If there is no connectivity, the app displays the most recently downloaded text. Says Goodman: “When downloaded data is the star of the app, I still cache each download (either as received JSON data or plugged into iOS Core Data) so that at next launch, if there is no connectivity, at least the most recently downloaded data appears in the app.”
Design is good, but testing is where the user experience hits the road. Test early, test often, and don’t expect that the developers’ own experiences cover all possible end-user scenarios. Otherwise, you’ll hear screams and fix lots of broken phone screens. Also, gather lots of metrics from end-user sessions.
According to Kent Beck, a programmer at Facebook and creator of the Extreme Programming methodology: “This is a big issue for us at Facebook, especially in emerging markets. My only general advice is to measure the actual latency, throughput, and variance of your actual users. That’s been an eye-opener for us, and the answers change over time. Also, have the version of the app that the developers use every day simulate that networking environment. Forcing yourself to use the service as others use it puts skin in the game.”
Goodman agrees: “It’s vital to test your app thoroughly with all connectivity turned off so you can see how it behaves. Then put yourself in the shoes of a user, and handle that scenario gracefully and intelligently.”
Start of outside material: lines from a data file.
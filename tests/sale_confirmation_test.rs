mod common;

use common::TestApp;
use pos_api::{
    entities::{product, product::ProductType, sale, sale_item},
    errors::ServiceError,
    services::cart::Cart,
};
use rust_decimal_macros::dec;
use sea_orm::{ActiveModelTrait, ActiveValue::Set, EntityTrait, PaginatorTrait};
use uuid::Uuid;

fn cart_with(entries: &[(Uuid, u32)]) -> Cart {
    let mut cart = Cart::default();
    for (product_id, qty) in entries {
        for _ in 0..*qty {
            cart.add(*product_id);
        }
    }
    cart
}

async fn stock_of(app: &TestApp, product_id: Uuid) -> Option<i32> {
    product::Entity::find_by_id(product_id)
        .one(&*app.state.db)
        .await
        .expect("failed to fetch product")
        .expect("product row disappeared")
        .stock
}

#[tokio::test]
async fn confirm_sale_decrements_stock_and_persists_receipt() {
    let app = TestApp::new().await;
    let espresso = app
        .seed_product("Espresso", dec!(2.50), ProductType::Stock, Some(5))
        .await;

    let user_id = Uuid::new_v4();
    let cart = cart_with(&[(espresso.id, 5)]);

    let receipt = app
        .state
        .services
        .sales
        .confirm_sale(user_id, &cart)
        .await
        .expect("confirmation should succeed");

    assert_eq!(receipt.sale.user_id, user_id);
    assert_eq!(receipt.items.len(), 1);
    assert_eq!(receipt.items[0].quantity, 5);
    assert_eq!(receipt.items[0].unit_price, dec!(2.50));
    assert_eq!(receipt.items[0].line_total, dec!(12.50));
    assert_eq!(stock_of(&app, espresso.id).await, Some(0));
}

#[tokio::test]
async fn confirm_sale_rejects_oversell_and_changes_nothing() {
    let app = TestApp::new().await;
    let mug = app
        .seed_product("Mug", dec!(8.00), ProductType::Stock, Some(2))
        .await;

    let cart = cart_with(&[(mug.id, 3)]);
    let err = app
        .state
        .services
        .sales
        .confirm_sale(Uuid::new_v4(), &cart)
        .await
        .expect_err("oversell must fail");

    match err {
        ServiceError::InsufficientStock {
            product_id,
            requested,
            available,
        } => {
            assert_eq!(product_id, mug.id);
            assert_eq!(requested, 3);
            assert_eq!(available, 2);
        }
        other => panic!("expected InsufficientStock, got {:?}", other),
    }

    assert_eq!(stock_of(&app, mug.id).await, Some(2));
    let sales = sale::Entity::find().count(&*app.state.db).await.unwrap();
    let items = sale_item::Entity::find()
        .count(&*app.state.db)
        .await
        .unwrap();
    assert_eq!(sales, 0);
    assert_eq!(items, 0);
}

#[tokio::test]
async fn manual_products_bypass_stock_tracking() {
    let app = TestApp::new().await;
    let service_fee = app
        .seed_product("Service fee", dec!(10.00), ProductType::Manual, None)
        .await;

    let cart = cart_with(&[(service_fee.id, 4)]);
    let receipt = app
        .state
        .services
        .sales
        .confirm_sale(Uuid::new_v4(), &cart)
        .await
        .expect("manual products never run out");

    assert_eq!(receipt.items[0].quantity, 4);
    assert_eq!(stock_of(&app, service_fee.id).await, None);
}

#[tokio::test]
async fn one_short_line_rolls_back_the_whole_sale() {
    let app = TestApp::new().await;
    let plentiful = app
        .seed_product("Beans", dec!(6.00), ProductType::Stock, Some(50))
        .await;
    let scarce = app
        .seed_product("Grinder", dec!(45.00), ProductType::Stock, Some(1))
        .await;

    let cart = cart_with(&[(plentiful.id, 2), (scarce.id, 2)]);
    let err = app
        .state
        .services
        .sales
        .confirm_sale(Uuid::new_v4(), &cart)
        .await
        .expect_err("short line must fail the whole cart");
    assert!(matches!(err, ServiceError::InsufficientStock { .. }));

    // The plentiful line must not lose stock even if it was decremented
    // before the short line was hit.
    assert_eq!(stock_of(&app, plentiful.id).await, Some(50));
    assert_eq!(stock_of(&app, scarce.id).await, Some(1));
    let sales = sale::Entity::find().count(&*app.state.db).await.unwrap();
    assert_eq!(sales, 0);
}

#[tokio::test]
async fn receipt_keeps_price_snapshot_after_catalog_change() {
    let app = TestApp::new().await;
    let latte = app
        .seed_product("Latte", dec!(3.20), ProductType::Stock, Some(10))
        .await;

    let cart = cart_with(&[(latte.id, 2)]);
    let receipt = app
        .state
        .services
        .sales
        .confirm_sale(Uuid::new_v4(), &cart)
        .await
        .unwrap();

    let mut update: product::ActiveModel = product::Entity::find_by_id(latte.id)
        .one(&*app.state.db)
        .await
        .unwrap()
        .unwrap()
        .into();
    update.price = Set(dec!(9.99));
    update.update(&*app.state.db).await.unwrap();

    let reloaded = app
        .state
        .services
        .sales
        .get_receipt(receipt.sale.id)
        .await
        .unwrap();
    assert_eq!(reloaded.items[0].unit_price, dec!(3.20));
    assert_eq!(reloaded.items[0].line_total, dec!(6.40));
}

#[tokio::test]
async fn persisted_totals_use_half_even_rounding() {
    let app = TestApp::new().await;
    let product = app
        .seed_product("Filter kit", dec!(23.50), ProductType::Stock, Some(3))
        .await;

    let cart = cart_with(&[(product.id, 1)]);
    let receipt = app
        .state
        .services
        .sales
        .confirm_sale(Uuid::new_v4(), &cart)
        .await
        .unwrap();

    // 23.50 * 0.19 = 4.465 rounds half-even to 4.46.
    assert_eq!(receipt.sale.subtotal, dec!(23.50));
    assert_eq!(receipt.sale.tax, dec!(4.46));
    assert_eq!(receipt.sale.total, dec!(27.96));
}

#[tokio::test]
async fn empty_cart_is_rejected() {
    let app = TestApp::new().await;

    let err = app
        .state
        .services
        .sales
        .confirm_sale(Uuid::new_v4(), &Cart::default())
        .await
        .expect_err("empty cart must be rejected");

    assert!(matches!(err, ServiceError::InvalidOperation(_)));
}

#[tokio::test]
async fn unknown_product_in_cart_fails_confirmation() {
    let app = TestApp::new().await;
    let ghost = Uuid::new_v4();

    let cart = cart_with(&[(ghost, 1)]);
    let err = app
        .state
        .services
        .sales
        .confirm_sale(Uuid::new_v4(), &cart)
        .await
        .expect_err("unknown product must fail");

    match err {
        ServiceError::ProductNotFound(id) => assert_eq!(id, ghost),
        other => panic!("expected ProductNotFound, got {:?}", other),
    }
}

#[tokio::test]
async fn unknown_sale_id_is_not_found() {
    let app = TestApp::new().await;

    let err = app
        .state
        .services
        .sales
        .get_receipt(Uuid::new_v4())
        .await
        .expect_err("unknown sale must be a NotFound");

    assert!(matches!(err, ServiceError::NotFound(_)));
}

#[tokio::test]
async fn racing_confirmations_never_oversell() {
    let app = TestApp::new().await;
    let product = app
        .seed_product("Limited run", dec!(30.00), ProductType::Stock, Some(3))
        .await;

    let cart_a = cart_with(&[(product.id, 2)]);
    let cart_b = cart_with(&[(product.id, 2)]);
    let sales_service = app.state.services.sales.clone();

    let (a, b) = tokio::join!(
        sales_service.confirm_sale(Uuid::new_v4(), &cart_a),
        sales_service.confirm_sale(Uuid::new_v4(), &cart_b),
    );

    let successes = [&a, &b].iter().filter(|r| r.is_ok()).count();
    assert_eq!(successes, 1, "exactly one confirmation may win");

    let loser = if a.is_err() { a } else { b };
    assert!(matches!(
        loser.unwrap_err(),
        ServiceError::InsufficientStock { .. }
    ));

    assert_eq!(stock_of(&app, product.id).await, Some(1));
    let sales = sale::Entity::find().count(&*app.state.db).await.unwrap();
    assert_eq!(sales, 1);
}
Nobody wants to see the spinning wheel, especially when they’re trying to get a job done. That goes double when the user is interacting with a customer or entered data that might be irrecoverable.
There truly is no legitimate excuse for applications that lose data, freeze, or crash when the state of the communications link changes. Consider the use cases and scenarios. Model and role-play. Design assuming bad connections. Cache everything. And test, test, test. That’s the best way to disaster-proof applications, whether they connect to the cloud or to the on-prem data center.
Always-on apps: Lessons for leaders
- Plan for the best way to gracefully handle both offline and low/intermittent connections.
- Don’t assume that, because the local device has a strong connection, you have a good end-to-end connection.
- Cache both incoming and outgoing data to improve offline/intermittent functionality.
- Test caching and synchronization under a wide variety of conditions.